Thankfully World Snooker has listened to common sense and scheduled two first round matches for day one so as to start the tournament with some big names.
One of them is Neil Robertson, who plays Jamie Cope. Robertson seemed to me to be dog-tired at Crondon Park last week after a very busy and successful season. He is also in the middle of moving house, with the incumbent stress that that involves.
He always gives it everything but may welcome the break after China to prepare for the Crucible (in fairness, he was also playing with a new tip, which didn't help).
Similarly, Stephen Lee is on a roll but flew straight from Galway to Hong Kong for a series of exhibitions and there is a danger that he could hit a wall (and I don't mean the Great Wall).
The other first round match on Monday features Martin Gould against Stephen Hendry.

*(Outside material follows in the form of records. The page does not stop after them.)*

//! Packet Relay
//!
//! Accepts game clients, dials the configured upstream for each of them and
//! logs the traffic that flows through.

use anyhow::{Context, Result};
use clap::Parser;
use std::io::BufReader;
use std::path::PathBuf;
use std::sync::Arc;

use tracing::{error, info};
use tracing_subscriber::{layer::SubscriberExt, util::SubscriberInitExt};

use packet_relay::{
    auth::{ConsoleAuthProvider, CredentialManager, CredentialStore},
    config::{CliOverrides, ConfigManager},
    observer::{LoggingObserver, NullObserver, PacketObserver},
    transport::{ForeignStatusProvider, TcpDialer, TcpPacketListener},
    ConnectionManager, ShutdownCoordinator,
};

/// CLI arguments for the relay
#[derive(Parser, Debug)]
#[command(name = "packet-relay")]
#[command(about = "Transparent relay that logs game traffic between a client and a server")]
#[command(version)]
#[command(long_about = "
Transparent relay that logs game traffic between a client and a server.

Configuration priority (highest to lowest):
1. Command-line arguments
2. Configuration file, when it exists
3. Otherwise environment variables
4. Built-in defaults

Environment variables:
  RELAY_BIND_ADDR       - Listen address (e.g., 0.0.0.0:19132)
  RELAY_UPSTREAM_HOST   - Upstream server host
  RELAY_UPSTREAM_PORT   - Upstream server port
  RELAY_DIAL_TIMEOUT    - Upstream dial timeout (e.g., 10s)
  RELAY_TOKEN_FILE      - Credential cache file
  RELAY_LOG_LEVEL       - Log level (trace, debug, info, warn, error)

Type 'stop' and press enter to shut the relay down.
")]
pub struct CliArgs {
    /// Configuration file path
    #[arg(short, long, default_value = "relay.toml", help = "Path to configuration file")]
    pub config: PathBuf,

    /// Upstream host (overrides config file)
    #[arg(long, help = "Host to connect to")]
    pub host: Option<String>,

    /// Upstream port (overrides config file)
    #[arg(short, long, help = "Port to connect to")]
    pub port: Option<u16>,

    /// Listen address (overrides config file)
    #[arg(short, long, help = "Listen address (e.g., 0.0.0.0:19132)")]
    pub bind: Option<String>,

    /// Credential cache file (overrides config file)
    #[arg(long, help = "Path to the cached token")]
    pub token_file: Option<PathBuf>,

    /// Log level (trace, debug, info, warn, error)
    #[arg(long, help = "Log level")]
    pub log_level: Option<String>,

    /// Enable verbose logging (sets log level to debug)
    #[arg(short, long, help = "Enable verbose logging")]
    pub verbose: bool,

    /// Relay without logging packets
    #[arg(long, help = "Disable per-packet logging")]
    pub no_packet_log: bool,

    /// Validate configuration and exit
    #[arg(long, help = "Validate configuration and exit")]
    pub validate_config: bool,
}

impl CliArgs {
    fn overrides(&self) -> CliOverrides {
        CliOverrides {
            bind: self.bind.clone(),
            host: self.host.clone(),
            port: self.port,
            token_file: self.token_file.clone(),
            log_level: if self.verbose {
                Some("debug".to_string())
            } else {
                self.log_level.clone()
            },
            no_packet_log: self.no_packet_log,
        }
    }
}

#[tokio::main]
async fn main() -> Result<()> {
    let args = CliArgs::parse();

    // Load configuration with priority: CLI args > config file or environment > defaults
    let mut config = if args.config.exists() {
        ConfigManager::load_from_file(&args.config)?
    } else {
        ConfigManager::load_from_env()?
    };
    config.merge_with_cli_args(&args.overrides());
    config
        .validate()
        .context("Final configuration validation failed")?;

    init_tracing(&config.logging.level)?;

    info!("Starting packet relay v{}", env!("CARGO_PKG_VERSION"));

    if args.validate_config {
        info!("Configuration is valid");
        info!("  Bind address: {}", config.relay.bind_addr);
        info!("  Upstream: {}", config.relay.upstream_addr());
        info!("  Token file: {}", config.credentials.token_file.display());
        info!("  Packet logging: {}", config.logging.log_packets);
        return Ok(());
    }

    info!("Binding on {}", config.relay.bind_addr);
    info!("Connecting to {}", config.relay.upstream_addr());

    // Credentials are the only startup failure allowed to stop the process
    let provider = Arc::new(ConsoleAuthProvider::stdin(config.credentials.token_lifetime));
    let store = CredentialStore::new(&config.credentials.token_file);
    let credentials = Arc::new(
        CredentialManager::acquire(store, provider)
            .await
            .context("Failed to acquire credentials")?,
    );
    let _persist_guard = credentials.persist_guard();

    let observer: Arc<dyn PacketObserver> = if config.logging.log_packets {
        Arc::new(LoggingObserver::new())
    } else {
        Arc::new(NullObserver)
    };

    let options = config.relay.tcp_options();
    let status = Arc::new(ForeignStatusProvider::new(
        config.relay.upstream_addr(),
        &options,
        config.relay.status_ttl,
    ));
    let listener = TcpPacketListener::bind(config.relay.bind_addr, options.clone(), status)
        .await
        .with_context(|| format!("Failed to bind {}", config.relay.bind_addr))?;
    let manager = Arc::new(ConnectionManager::new(
        listener,
        TcpDialer::new(options),
        Arc::clone(&credentials),
        observer,
        config.relay.upstream_addr(),
    ));

    let shutdown = Arc::new(ShutdownCoordinator::new());
    shutdown.spawn_signal_listener();
    shutdown
        .spawn_command_listener(BufReader::new(std::io::stdin()))
        .context("Failed to start console command listener")?;

    let accept_loop = {
        let manager = Arc::clone(&manager);
        tokio::spawn(async move {
            if let Err(e) = manager.run().await {
                error!("Relay error: {}", e);
            }
        })
    };

    info!("Relay started; press Ctrl+C or type 'stop' to shut down");

    let reason = shutdown.wait().await;
    info!("Shutting down: {}", reason);
    manager.initiate_shutdown();

    if let Err(e) = accept_loop.await {
        if !e.is_cancelled() {
            error!("Accept loop failed: {}", e);
        }
    }

    let stats = manager.stats();
    info!(
        "Relay stopped after serving {} sessions ({} still active)",
        stats.total_sessions_served, stats.active_sessions
    );

    Ok(())
}

/// Initialize tracing/logging
fn init_tracing(log_level: &str) -> Result<()> {
    let env_filter = tracing_subscriber::EnvFilter::try_from_default_env()
        .unwrap_or_else(|_| tracing_subscriber::EnvFilter::new(log_level));

    tracing_subscriber::registry()
        .with(
            tracing_subscriber::fmt::layer()
                .with_target(false)
                .with_thread_ids(true)
                .with_level(true)
                .with_ansi(true),
        )
        .with(env_filter)
        .init();

    Ok(())
}
//! Transport Collaborators
//!
//! The relay core only talks to connections through the traits in this
//! module. `tcp` provides a length-prefixed TCP implementation used by the
//! binary and `status` answers server list pings; tests substitute scripted
//! in-memory connections.

pub mod codec;
pub mod error;
pub mod status;
pub mod tcp;

use async_trait::async_trait;

use crate::auth::Token;
use crate::protocol::{ClientData, GameData, Packet};

pub use error::{ConnError, DialError};
pub use status::{ForeignStatusProvider, StaticStatusProvider, StatusProvider, DEFAULT_STATUS_TTL};
pub use tcp::{TcpClientConn, TcpDialer, TcpOptions, TcpPacketListener, TcpUpstreamConn};

/// An ordered, bidirectional channel of decoded packets.
///
/// A connection is read by exactly one task and written by exactly one
/// other task, so implementations must allow a read and a write to be in
/// flight at the same time.
#[async_trait]
pub trait PacketConn: Send + Sync + 'static {
    /// Read the next packet. Blocks until a full packet arrives or the
    /// connection fails; a peer-initiated disconnect surfaces as
    /// `ConnError::Disconnected`.
    async fn read_packet(&self) -> Result<Packet, ConnError>;

    /// Write one packet to the peer
    async fn write_packet(&self, packet: &Packet) -> Result<(), ConnError>;

    /// Tell the peer why the connection is ending, then close it
    async fn disconnect(&self, reason: &str);

    /// Close the connection without a reason
    async fn close(&self);

    /// Human-readable description of the remote end
    fn peer(&self) -> String;
}

/// Connection accepted from a game client (the relay acts as its server)
#[async_trait]
pub trait ClientConn: PacketConn {
    /// Identity the client declared at login
    fn client_data(&self) -> &ClientData;

    /// Tell the client the game has started, using upstream game data
    async fn start_game(&self, game_data: &GameData) -> Result<(), ConnError>;
}

/// Connection dialed to the real server (the relay acts as its client)
#[async_trait]
pub trait UpstreamConn: PacketConn {
    /// World state the upstream handed out during login
    fn game_data(&self) -> &GameData;

    /// Complete the upstream's spawn sequence
    async fn do_spawn(&self) -> Result<(), ConnError>;
}

/// Source of inbound client connections
#[async_trait]
pub trait PacketListener: Send + Sync + 'static {
    type Conn: ClientConn;

    /// Wait for the next logged-in client. `ConnError::Closed` means the
    /// listener has been shut down and will not yield further connections.
    async fn accept(&self) -> Result<Self::Conn, ConnError>;

    /// Stop accepting connections
    fn close(&self);
}

/// Establishes upstream connections
#[async_trait]
pub trait Dialer: Send + Sync + 'static {
    type Conn: UpstreamConn;

    async fn dial(
        &self,
        address: &str,
        identity: &ClientData,
        token: &Token,
    ) -> Result<Self::Conn, DialError>;
}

Gould's form has been poor of late and it seems to me he has suffered from a curious syndrome that affects many players when they join the top 16.
These guys spend years chasing down a place in the elite group and it seems that when they get there they find it hard to mentally adjust.
It's all too easy to start looking over your shoulder, the hunter becoming the hunted and all that.
Hendry played well to beat Gould at this season's Australian Open, but you never know when Hendry will play well these days.
He won the first ranking event staged in China in 1990 and still has an aura about him, but this counts for little if he can't produce the goods.
There's no word yet on whether Ronnie O'Sullivan and Ali Carter will play due to their respective illnesses.
One thing I do know is this: any player who tweets about how boring Beijing is needs to take a long look at themselves.
I've been there a few times and it's a fascinating city, full of history and with plenty to see. Go there with an open mind and you might be pleasantly surprised by how much you enjoy it.